What did @vitriviuge actually say?
The creator claims that "before you do peptides, you need to take a cancer screening" because, as they put it, "we all have cancers in our bodies." Their reasoning: peptides are amino acids that "boost your body's biological function," and if you already have cancer, taking peptides could "accelerate the cancer growth." They directed this mainly at gym-going peptide users and said they personally plan to wait until age 40 before trying peptides themselves.
To be fair, the creator is clearly not a medical professional and frames this as something they "learned" for their uncle. That kind of disclosure matters. But 23,700 people watched this, and some of them are going to take the cancer-screening advice at face value, so it deserves a real look.
Does the science back this up?
Partially, but not in the way the creator describes. The concern that growth-promoting peptides could accelerate existing cancer cell proliferation is legitimate and appears in the scientific literature. The blanket claim that "we all have cancers in our bodies" is a rough approximation of real cancer biology, but it is being used here in a misleading way.
The idea that subclinical or microscopic cancerous cells exist in many adults has some basis in autopsy and screening studies. Folkman and Kalluri (2004, Nature Reviews Cancer) described the concept of "cancer without disease," noting that microscopic tumor clusters are found in autopsy studies far more often than clinical cancers ever develop. So the creator is gesturing at something real. However, concluding from this that everyone should get a cancer screening before touching peptides is a significant logical leap unsupported by any clinical guideline or study. Peptides like IGF-1-stimulating compounds (CJC-1295, ipamorelin, MK-677) do activate growth pathways, and there is legitimate concern in the literature about IGF-1 and cancer progression. Renehan et al. (2004, The Lancet) found associations between elevated IGF-1 levels and increased risk for colorectal, breast, and prostate cancers. That concern is real. The jump to "get a cancer screening first" is not supported by evidence.
What did they get wrong (or right)?
They got the directional concern right but mishandled the biology and the practical recommendation.
The claim that peptides "boost your body's biological function" is too vague to be wrong, but it flattens a lot of important nuance. Different peptides work through completely different mechanisms. BPC-157 primarily affects local tissue repair pathways. MK-677 raises circulating growth hormone and IGF-1. GHK-Cu has distinct effects on collagen synthesis and gene expression. Lumping these together as interchangeable "amino acid boosters" misrepresents how they actually work and makes the cancer-risk claim sound more universal than it is.

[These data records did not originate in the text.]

//! Deterministic collaborators for core tests.
//!
//! `HashEmbedder` hashes lowercase word tokens into buckets so texts sharing
//! words have high cosine similarity. `ScriptedProvider` answers completions
//! from a closure and records every request it saw.

use std::sync::{Arc, Mutex};
use std::time::Duration;

use uuid::Uuid;

use memoria_types::error::{EmbeddingError, VectorStoreError};
use memoria_types::llm::{CompletionRequest, CompletionResponse, LlmError, StopReason, Usage};
use memoria_types::memory::{MemoryRecord, MemoryType, ScoredMemory, UserScope};

use super::embedder::Embedder;
use super::fingerprint::ContentHasher;
use super::vector::VectorStore;
use crate::llm::provider::LlmProvider;

fn fnv1a(token: &str) -> u64 {
    let mut hash: u64 = 0xcbf29ce484222325;
    for byte in token.as_bytes() {
        hash ^= u64::from(*byte);
        hash = hash.wrapping_mul(0x100000001b3);
    }
    hash
}

/// Bag-of-words embedder over hashed tokens, L2-normalized.
pub struct HashEmbedder {
    dimension: usize,
    fail: bool,
    delay: Option<Duration>,
}

impl HashEmbedder {
    pub fn new(dimension: usize) -> Self {
        Self {
            dimension,
            fail: false,
            delay: None,
        }
    }

    pub fn failing(dimension: usize) -> Self {
        Self {
            fail: true,
            ..Self::new(dimension)
        }
    }

    pub fn slow(dimension: usize, delay: Duration) -> Self {
        Self {
            delay: Some(delay),
            ..Self::new(dimension)
        }
    }

    pub fn vector(&self, text: &str) -> Vec<f32> {
        let mut v = vec![0.0f32; self.dimension];
        for token in text
            .to_lowercase()
            .split(|c: char| !c.is_alphanumeric())
            .filter(|t| !t.is_empty())
        {
            v[(fnv1a(token) % self.dimension as u64) as usize] += 1.0;
        }
        let norm = v.iter().map(|x| x * x).sum::<f32>().sqrt();
        if norm > 0.0 {
            v.iter_mut().for_each(|x| *x /= norm);
        }
        v
    }
}

impl Embedder for HashEmbedder {
    async fn embed(&self, texts: &[String]) -> Result<Vec<Vec<f32>>, EmbeddingError> {
        if let Some(delay) = self.delay {
            tokio::time::sleep(delay).await;
        }
        if self.fail {
            return Err(EmbeddingError::Backend("embedding server unavailable".to_string()));
        }
        Ok(texts.iter().map(|t| self.vector(t)).collect())
    }

    fn model_name(&self) -> &str {
        "test-hash-embedder"
    }

    fn dimension(&self) -> usize {
        self.dimension
    }
}

/// Identity hasher: the canonical form is its own fingerprint.
pub struct PlainHasher;

impl ContentHasher for PlainHasher {
    fn compute_hash(&self, content: &str) -> String {
        content.to_string()
    }
}

type Responder = dyn Fn(&CompletionRequest) -> Result<String, LlmError> + Send + Sync;

/// LLM provider driven by a closure. Clones share the request log.
#[derive(Clone)]
pub struct ScriptedProvider {
    responder: Arc<Responder>,
    requests: Arc<Mutex<Vec<CompletionRequest>>>,
    delay: Option<Duration>,
}

impl ScriptedProvider {
    pub fn new(
        responder: impl Fn(&CompletionRequest) -> Result<String, LlmError> + Send + Sync + 'static,
    ) -> Self {
        Self {
            responder: Arc::new(responder),
            requests: Arc::new(Mutex::new(Vec::new())),
            delay: None,
        }
    }

    pub fn fixed(content: &str) -> Self {
        let content = content.to_string();
        Self::new(move |_| Ok(content.clone()))
    }

    pub fn failing() -> Self {
        Self::new(|_| {
            Err(LlmError::Provider {
                message: "connection refused".to_string(),
            })
        })
    }

    pub fn with_delay(mut self, delay: Duration) -> Self {
        self.delay = Some(delay);
        self
    }

    pub fn requests(&self) -> Vec<CompletionRequest> {
        self.requests.lock().unwrap().clone()
    }

    pub fn call_count(&self) -> usize {
        self.requests.lock().unwrap().len()
    }
}

impl LlmProvider for ScriptedProvider {
    fn name(&self) -> &str {
        "scripted"
    }

    fn model(&self) -> &str {
        "scripted-model"
    }

    async fn complete(&self, request: &CompletionRequest) -> Result<CompletionResponse, LlmError> {
        self.requests.lock().unwrap().push(request.clone());
        if let Some(delay) = self.delay {
            tokio::time::sleep(delay).await;
        }
        let content = (self.responder)(request)?;
        Ok(CompletionResponse {
            id: "scripted".to_string(),
            content,
            model: "scripted-model".to_string(),
            stop_reason: StopReason::EndTurn,
            usage: Usage::default(),
        })
    }
}

/// Text of the last user message in a request.
pub fn last_user_message(request: &CompletionRequest) -> String {
    request
        .messages
        .last()
        .map(|m| m.content.clone())
        .unwrap_or_default()
}

/// Vector store whose every call fails, for fail-open / fail-drop paths.
pub struct UnavailableStore;

fn unavailable() -> VectorStoreError {
    VectorStoreError::Connection("vector store unreachable".to_string())
}

impl VectorStore for UnavailableStore {
    async fn insert(&self, _record: &MemoryRecord) -> Result<(), VectorStoreError> {
        Err(unavailable())
    }

    async fn search(
        &self,
        _user_scope: &UserScope,
        _query_embedding: &[f32],
        _limit: usize,
        _min_score: f32,
    ) -> Result<Vec<ScoredMemory>, VectorStoreError> {
        Err(unavailable())
    }

    async fn find_by_fingerprint(
        &self,
        _user_scope: &UserScope,
        _fingerprint: &str,
    ) -> Result<Option<MemoryRecord>, VectorStoreError> {
        Err(unavailable())
    }

    async fn get(
        &self,
        _user_scope: &UserScope,
        _id: &Uuid,
    ) -> Result<Option<MemoryRecord>, VectorStoreError> {
        Err(unavailable())
    }

    async fn list(
        &self,
        _user_scope: &UserScope,
        _limit: usize,
    ) -> Result<Vec<MemoryRecord>, VectorStoreError> {
        Err(unavailable())
    }

    async fn delete(&self, _user_scope: &UserScope, _id: &Uuid) -> Result<bool, VectorStoreError> {
        Err(unavailable())
    }

    async fn delete_scope(
        &self,
        _user_scope: &UserScope,
        _memory_type: Option<MemoryType>,
    ) -> Result<u64, VectorStoreError> {
        Err(unavailable())
    }

    async fn count(&self, _user_scope: &UserScope) -> Result<u64, VectorStoreError> {
        Err(unavailable())
    }
}

/// Store that ignores the requested scope and returns whatever it holds.
///
/// Simulates a broken backend filter so the isolation check can be
/// exercised end to end.
pub struct LeakyStore {
    pub records: Vec<MemoryRecord>,
}

impl VectorStore for LeakyStore {
    async fn insert(&self, _record: &MemoryRecord) -> Result<(), VectorStoreError> {
        Ok(())
    }

    async fn search(
        &self,
        _user_scope: &UserScope,
        _query_embedding: &[f32],
        limit: usize,
        _min_score: f32,
    ) -> Result<Vec<ScoredMemory>, VectorStoreError> {
        Ok(self
            .records
            .iter()
            .take(limit)
            .map(|r| ScoredMemory {
                record: r.clone(),
                similarity: 0.99,
            })
            .collect())
    }

    async fn find_by_fingerprint(
        &self,
        _user_scope: &UserScope,
        fingerprint: &str,
    ) -> Result<Option<MemoryRecord>, VectorStoreError> {
        Ok(self
            .records
            .iter()
            .find(|r| r.dedup_fingerprint == fingerprint)
            .cloned())
    }

    async fn get(
        &self,
        _user_scope: &UserScope,
        _id: &Uuid,
    ) -> Result<Option<MemoryRecord>, VectorStoreError> {
        Ok(None)
    }

    async fn list(
        &self,
        _user_scope: &UserScope,
        _limit: usize,
    ) -> Result<Vec<MemoryRecord>, VectorStoreError> {
        Ok(self.records.clone())
    }

    async fn delete(&self, _user_scope: &UserScope, _id: &Uuid) -> Result<bool, VectorStoreError> {
        Ok(false)
    }

    async fn delete_scope(
        &self,
        _user_scope: &UserScope,
        _memory_type: Option<MemoryType>,
    ) -> Result<u64, VectorStoreError> {
        Ok(0)
    }

    async fn count(&self, _user_scope: &UserScope) -> Result<u64, VectorStoreError> {
        Ok(self.records.len() as u64)
    }
}

/// Shorthand for building a scope in tests.
pub fn scope(id: &str) -> UserScope {
    UserScope::new(id).unwrap()
}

The statement that "we all have cancers in our bodies" is the biggest problem. It is not clinically accurate as stated. What the research shows is that dormant, microscopic clusters of abnormal cells are common, not that everyone is walking around with active cancer. Using the word cancer this loosely could cause real anxiety or lead someone to pursue unnecessary and expensive screening tests based on a TikTok video.
On the positive side, the general warning that growth-promoting peptides should not be used casually without understanding your health status is reasonable advice. It is just not backed up here with accurate reasoning.
What should you actually know?
If you are considering peptides that stimulate growth hormone or IGF-1, like MK-677, CJC-1295, or ipamorelin, the concern about cancer-related pathways is worth discussing with a clinician. These are not zero-risk compounds. Sandhu et al. (2002, Journal of the National Cancer Institute) identified IGF-1 as a significant predictor of cancer risk across multiple cancer types in prospective data. A prescribing clinician should take a personal and family history before recommending any growth-axis peptide.
However, there is no clinical guideline recommending a full cancer screening as a prerequisite for peptide therapy. Routine cancer screenings are recommended based on age, sex, family history, and specific risk factors. A TikTok video is not a substitute for that individualized risk conversation.
- Peptides that raise IGF-1 carry a biologically plausible cancer-risk concern, and that concern deserves respect.
- The claim that everyone already has cancer is not accurate as stated, and framing it that way is misleading.
- Pre-therapy bloodwork, including IGF-1 levels, is a reasonable baseline for growth-axis peptides. A full cancer screening is not a standard prerequisite.
- Anyone with a personal history of cancer or a strong family history should discuss growth-promoting peptides specifically with an oncologist or their primary care provider before starting.